## Exercise data
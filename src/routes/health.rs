use axum::{Json, Router, extract::State, routing::get};

use crate::{dto::health::HealthResponse, services::health_service, state::SharedState};

#[utoipa::path(
    get,
    path = "/healthcheck",
    tag = "health",
    responses((status = 200, description = "Service status", body = HealthResponse))
)]
/// Return the current health status of the backend and check the store.
pub async fn healthcheck(State(state): State<SharedState>) -> Json<HealthResponse> {
    let status = health_service::health_status(&state).await;
    Json(status)
}

/// Configure the health routes subtree.
pub fn router() -> Router<SharedState> {
    Router::<SharedState>::new().route("/healthcheck", get(healthcheck))
}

## Activity
Write the listing out again, word for word.

## Task answer
filename src/routes/health.rs
use axum::{Json, Router, extract::State, routing::get};

use crate::{dto::health::HealthResponse, services::health_service, state::SharedState};

#[utoipa::path(
    get,
    path = "/healthcheck",
    tag = "health",
    responses((status = 200, description = "Service status", body = HealthResponse))
)]
/// Return the current health status of the backend and check the store.
pub async fn healthcheck(State(state): State<SharedState>) -> Json<HealthResponse> {
    let status = health_service::health_status(&state).await;
    Json(status)
}

/// Configure the health routes subtree.
pub fn router() -> Router<SharedState> {
    Router::<SharedState>::new().route("/healthcheck", get(healthcheck))
}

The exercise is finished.